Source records

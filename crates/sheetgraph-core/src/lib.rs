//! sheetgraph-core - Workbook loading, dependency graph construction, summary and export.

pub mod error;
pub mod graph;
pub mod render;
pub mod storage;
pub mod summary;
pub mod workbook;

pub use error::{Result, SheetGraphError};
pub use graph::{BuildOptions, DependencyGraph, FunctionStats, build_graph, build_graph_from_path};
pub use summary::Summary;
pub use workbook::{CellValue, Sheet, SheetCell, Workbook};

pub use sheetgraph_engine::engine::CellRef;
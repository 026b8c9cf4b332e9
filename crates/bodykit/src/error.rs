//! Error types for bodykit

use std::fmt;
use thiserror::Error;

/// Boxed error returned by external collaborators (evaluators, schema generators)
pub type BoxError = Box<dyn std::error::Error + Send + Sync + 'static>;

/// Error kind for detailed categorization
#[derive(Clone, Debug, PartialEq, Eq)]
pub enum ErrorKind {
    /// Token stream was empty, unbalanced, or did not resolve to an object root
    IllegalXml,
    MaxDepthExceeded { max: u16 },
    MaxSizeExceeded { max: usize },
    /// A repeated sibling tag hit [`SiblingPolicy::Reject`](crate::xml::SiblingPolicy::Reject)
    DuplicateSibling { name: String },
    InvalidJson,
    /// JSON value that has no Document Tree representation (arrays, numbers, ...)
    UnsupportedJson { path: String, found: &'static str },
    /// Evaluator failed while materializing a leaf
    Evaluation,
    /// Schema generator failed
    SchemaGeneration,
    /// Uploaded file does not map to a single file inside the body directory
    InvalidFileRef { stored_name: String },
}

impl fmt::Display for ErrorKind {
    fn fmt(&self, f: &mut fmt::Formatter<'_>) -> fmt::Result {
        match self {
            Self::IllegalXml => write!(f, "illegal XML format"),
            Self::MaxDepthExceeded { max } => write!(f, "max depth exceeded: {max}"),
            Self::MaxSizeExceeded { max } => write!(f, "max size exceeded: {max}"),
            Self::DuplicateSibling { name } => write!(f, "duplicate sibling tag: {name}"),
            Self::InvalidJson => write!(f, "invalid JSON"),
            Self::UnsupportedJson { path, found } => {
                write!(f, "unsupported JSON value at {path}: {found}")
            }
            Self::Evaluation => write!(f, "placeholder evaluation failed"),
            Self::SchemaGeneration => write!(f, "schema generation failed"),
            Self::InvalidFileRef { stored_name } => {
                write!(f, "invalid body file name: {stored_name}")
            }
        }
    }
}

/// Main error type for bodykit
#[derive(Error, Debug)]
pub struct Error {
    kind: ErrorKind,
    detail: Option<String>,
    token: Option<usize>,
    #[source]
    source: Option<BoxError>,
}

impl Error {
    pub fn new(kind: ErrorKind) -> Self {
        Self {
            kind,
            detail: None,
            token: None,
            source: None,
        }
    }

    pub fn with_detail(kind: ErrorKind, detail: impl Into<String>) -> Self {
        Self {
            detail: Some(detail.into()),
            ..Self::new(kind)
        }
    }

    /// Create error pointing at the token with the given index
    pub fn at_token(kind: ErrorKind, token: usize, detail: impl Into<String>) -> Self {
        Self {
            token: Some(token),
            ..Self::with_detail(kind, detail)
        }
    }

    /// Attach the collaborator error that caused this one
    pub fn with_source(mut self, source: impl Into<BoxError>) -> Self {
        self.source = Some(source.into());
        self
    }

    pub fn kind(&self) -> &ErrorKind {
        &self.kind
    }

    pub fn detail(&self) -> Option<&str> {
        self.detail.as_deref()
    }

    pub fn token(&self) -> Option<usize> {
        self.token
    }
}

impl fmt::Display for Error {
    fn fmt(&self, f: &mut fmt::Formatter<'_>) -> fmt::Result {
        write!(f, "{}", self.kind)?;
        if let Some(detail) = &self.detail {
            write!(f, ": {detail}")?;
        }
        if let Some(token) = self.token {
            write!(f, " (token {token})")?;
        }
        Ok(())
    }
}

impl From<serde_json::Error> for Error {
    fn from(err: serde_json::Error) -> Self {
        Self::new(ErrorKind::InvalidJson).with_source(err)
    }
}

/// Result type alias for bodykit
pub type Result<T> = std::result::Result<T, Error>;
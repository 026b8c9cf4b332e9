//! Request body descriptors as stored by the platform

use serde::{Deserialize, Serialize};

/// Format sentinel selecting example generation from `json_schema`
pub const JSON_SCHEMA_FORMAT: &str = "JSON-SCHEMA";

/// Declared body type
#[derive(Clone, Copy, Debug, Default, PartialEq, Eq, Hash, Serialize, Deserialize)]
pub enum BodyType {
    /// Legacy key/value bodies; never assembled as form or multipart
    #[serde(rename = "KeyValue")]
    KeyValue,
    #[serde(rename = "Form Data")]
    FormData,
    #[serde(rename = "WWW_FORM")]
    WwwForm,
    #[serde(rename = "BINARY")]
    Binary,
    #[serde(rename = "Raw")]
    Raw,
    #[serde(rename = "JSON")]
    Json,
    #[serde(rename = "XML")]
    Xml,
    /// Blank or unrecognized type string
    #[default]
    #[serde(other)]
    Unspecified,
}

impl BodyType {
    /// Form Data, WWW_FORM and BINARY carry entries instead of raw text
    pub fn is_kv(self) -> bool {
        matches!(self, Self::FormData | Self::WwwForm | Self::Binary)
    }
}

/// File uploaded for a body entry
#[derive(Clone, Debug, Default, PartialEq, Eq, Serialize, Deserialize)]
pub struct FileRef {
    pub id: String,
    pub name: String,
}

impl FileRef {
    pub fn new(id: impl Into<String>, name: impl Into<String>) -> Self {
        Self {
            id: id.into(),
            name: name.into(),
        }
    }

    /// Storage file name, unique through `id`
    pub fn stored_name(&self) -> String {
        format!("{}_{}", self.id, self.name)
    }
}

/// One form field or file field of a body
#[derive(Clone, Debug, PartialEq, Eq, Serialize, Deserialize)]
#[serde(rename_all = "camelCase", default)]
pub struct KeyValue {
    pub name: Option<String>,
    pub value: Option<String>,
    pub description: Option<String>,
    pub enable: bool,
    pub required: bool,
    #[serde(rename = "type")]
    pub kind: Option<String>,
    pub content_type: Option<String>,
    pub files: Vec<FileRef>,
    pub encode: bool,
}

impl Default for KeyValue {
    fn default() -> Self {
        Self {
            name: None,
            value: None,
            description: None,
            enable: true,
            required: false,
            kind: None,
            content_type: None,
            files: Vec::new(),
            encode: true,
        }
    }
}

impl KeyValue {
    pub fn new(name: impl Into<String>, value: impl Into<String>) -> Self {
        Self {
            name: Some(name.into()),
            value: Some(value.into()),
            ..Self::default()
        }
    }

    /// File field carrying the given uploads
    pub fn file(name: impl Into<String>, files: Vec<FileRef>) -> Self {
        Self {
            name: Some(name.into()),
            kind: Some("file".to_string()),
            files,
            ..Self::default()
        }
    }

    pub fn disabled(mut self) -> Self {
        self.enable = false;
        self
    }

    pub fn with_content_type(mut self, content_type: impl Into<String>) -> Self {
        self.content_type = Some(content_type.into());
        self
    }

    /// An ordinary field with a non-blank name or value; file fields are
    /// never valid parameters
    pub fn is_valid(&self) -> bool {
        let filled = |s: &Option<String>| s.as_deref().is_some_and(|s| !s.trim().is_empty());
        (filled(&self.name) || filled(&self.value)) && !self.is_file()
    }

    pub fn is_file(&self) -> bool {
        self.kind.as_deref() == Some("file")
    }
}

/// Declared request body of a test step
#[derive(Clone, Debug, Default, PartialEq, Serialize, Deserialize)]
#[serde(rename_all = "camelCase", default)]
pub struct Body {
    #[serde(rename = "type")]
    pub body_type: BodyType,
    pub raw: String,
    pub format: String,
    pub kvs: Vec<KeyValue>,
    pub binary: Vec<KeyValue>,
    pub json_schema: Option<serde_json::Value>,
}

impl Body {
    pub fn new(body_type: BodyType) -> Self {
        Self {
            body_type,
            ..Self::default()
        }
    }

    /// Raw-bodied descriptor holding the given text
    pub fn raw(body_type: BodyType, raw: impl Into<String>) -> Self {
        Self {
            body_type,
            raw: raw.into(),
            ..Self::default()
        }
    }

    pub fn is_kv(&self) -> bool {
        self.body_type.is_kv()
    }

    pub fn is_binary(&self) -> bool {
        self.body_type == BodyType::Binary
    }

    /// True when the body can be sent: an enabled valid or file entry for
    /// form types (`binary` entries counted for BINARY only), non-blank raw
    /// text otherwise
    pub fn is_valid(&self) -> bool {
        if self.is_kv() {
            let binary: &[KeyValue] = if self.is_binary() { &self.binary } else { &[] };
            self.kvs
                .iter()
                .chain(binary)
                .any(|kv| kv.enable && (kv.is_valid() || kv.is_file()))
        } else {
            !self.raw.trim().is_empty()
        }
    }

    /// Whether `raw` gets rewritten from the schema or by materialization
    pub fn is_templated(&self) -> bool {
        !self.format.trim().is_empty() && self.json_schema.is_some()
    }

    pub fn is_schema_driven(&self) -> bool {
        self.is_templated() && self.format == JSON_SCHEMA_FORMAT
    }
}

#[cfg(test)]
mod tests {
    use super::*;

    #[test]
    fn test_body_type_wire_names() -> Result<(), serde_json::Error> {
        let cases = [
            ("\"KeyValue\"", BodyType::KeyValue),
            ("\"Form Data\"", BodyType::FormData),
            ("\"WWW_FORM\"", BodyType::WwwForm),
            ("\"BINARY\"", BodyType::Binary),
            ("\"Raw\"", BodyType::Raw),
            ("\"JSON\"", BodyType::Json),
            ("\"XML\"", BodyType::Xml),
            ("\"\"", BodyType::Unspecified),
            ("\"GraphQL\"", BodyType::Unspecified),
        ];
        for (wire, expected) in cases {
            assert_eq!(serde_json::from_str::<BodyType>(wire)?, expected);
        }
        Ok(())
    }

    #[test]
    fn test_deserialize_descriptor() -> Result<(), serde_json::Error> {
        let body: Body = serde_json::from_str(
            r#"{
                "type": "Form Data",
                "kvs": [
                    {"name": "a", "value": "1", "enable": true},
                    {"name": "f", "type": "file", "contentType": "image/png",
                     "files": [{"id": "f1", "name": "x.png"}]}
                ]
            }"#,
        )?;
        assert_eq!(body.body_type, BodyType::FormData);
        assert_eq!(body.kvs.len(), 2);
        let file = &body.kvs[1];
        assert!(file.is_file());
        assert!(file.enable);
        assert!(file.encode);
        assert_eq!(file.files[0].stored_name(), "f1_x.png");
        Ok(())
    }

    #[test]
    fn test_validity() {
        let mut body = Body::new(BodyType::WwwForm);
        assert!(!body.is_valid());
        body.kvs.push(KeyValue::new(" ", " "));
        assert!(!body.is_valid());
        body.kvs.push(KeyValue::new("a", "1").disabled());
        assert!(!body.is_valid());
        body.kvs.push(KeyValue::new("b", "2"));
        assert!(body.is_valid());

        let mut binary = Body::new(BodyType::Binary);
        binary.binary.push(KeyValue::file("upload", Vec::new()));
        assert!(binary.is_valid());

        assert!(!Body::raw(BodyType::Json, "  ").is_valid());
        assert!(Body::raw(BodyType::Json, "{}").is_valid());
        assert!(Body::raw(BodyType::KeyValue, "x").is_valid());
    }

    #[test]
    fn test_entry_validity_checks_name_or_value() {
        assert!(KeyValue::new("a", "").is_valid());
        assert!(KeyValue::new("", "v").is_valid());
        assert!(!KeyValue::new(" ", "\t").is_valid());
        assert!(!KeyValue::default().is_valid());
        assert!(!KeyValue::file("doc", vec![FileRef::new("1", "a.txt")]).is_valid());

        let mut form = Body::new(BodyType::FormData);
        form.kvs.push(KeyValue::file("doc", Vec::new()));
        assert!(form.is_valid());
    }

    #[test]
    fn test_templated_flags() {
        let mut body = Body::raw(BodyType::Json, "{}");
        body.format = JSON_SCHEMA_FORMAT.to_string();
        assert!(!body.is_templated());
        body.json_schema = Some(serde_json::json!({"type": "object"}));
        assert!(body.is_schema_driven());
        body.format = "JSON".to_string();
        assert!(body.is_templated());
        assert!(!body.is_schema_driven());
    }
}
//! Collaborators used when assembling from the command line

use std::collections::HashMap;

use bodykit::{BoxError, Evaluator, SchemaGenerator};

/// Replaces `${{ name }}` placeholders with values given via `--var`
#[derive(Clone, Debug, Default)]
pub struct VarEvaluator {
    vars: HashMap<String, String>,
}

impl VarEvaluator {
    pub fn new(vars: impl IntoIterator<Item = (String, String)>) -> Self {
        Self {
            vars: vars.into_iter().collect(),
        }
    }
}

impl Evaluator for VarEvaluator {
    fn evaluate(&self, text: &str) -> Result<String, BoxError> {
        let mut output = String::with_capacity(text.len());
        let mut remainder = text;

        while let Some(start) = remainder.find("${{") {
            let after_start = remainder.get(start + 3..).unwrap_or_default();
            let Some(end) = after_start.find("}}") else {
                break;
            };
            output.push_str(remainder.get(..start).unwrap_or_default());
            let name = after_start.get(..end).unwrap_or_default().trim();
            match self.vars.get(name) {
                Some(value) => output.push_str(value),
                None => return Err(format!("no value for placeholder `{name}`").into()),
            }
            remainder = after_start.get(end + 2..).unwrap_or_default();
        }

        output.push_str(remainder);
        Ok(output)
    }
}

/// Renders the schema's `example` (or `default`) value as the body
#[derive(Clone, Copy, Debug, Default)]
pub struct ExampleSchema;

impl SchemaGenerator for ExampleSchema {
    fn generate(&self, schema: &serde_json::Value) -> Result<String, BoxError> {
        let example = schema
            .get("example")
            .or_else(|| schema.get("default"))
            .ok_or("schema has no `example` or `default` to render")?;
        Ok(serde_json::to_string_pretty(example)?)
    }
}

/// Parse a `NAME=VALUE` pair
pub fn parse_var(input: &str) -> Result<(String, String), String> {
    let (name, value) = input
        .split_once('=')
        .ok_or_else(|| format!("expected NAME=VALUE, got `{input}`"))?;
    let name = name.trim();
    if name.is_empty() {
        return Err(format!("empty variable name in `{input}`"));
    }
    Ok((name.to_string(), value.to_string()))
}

▸ **The problem**
In your answer, include only the lines above starting at the line that holds "type for bodykit" and ending at the line that holds "the given index", copied exactly.

▸ **Result**
/// Main error type for bodykit
#[derive(Error, Debug)]
pub struct Error {
    kind: ErrorKind,
    detail: Option<String>,
    token: Option<usize>,
    #[source]
    source: Option<BoxError>,
}

impl Error {
    pub fn new(kind: ErrorKind) -> Self {
        Self {
            kind,
            detail: None,
            token: None,
            source: None,
        }
    }

    pub fn with_detail(kind: ErrorKind, detail: impl Into<String>) -> Self {
        Self {
            detail: Some(detail.into()),
            ..Self::new(kind)
        }
    }

    /// Create error pointing at the token with the given index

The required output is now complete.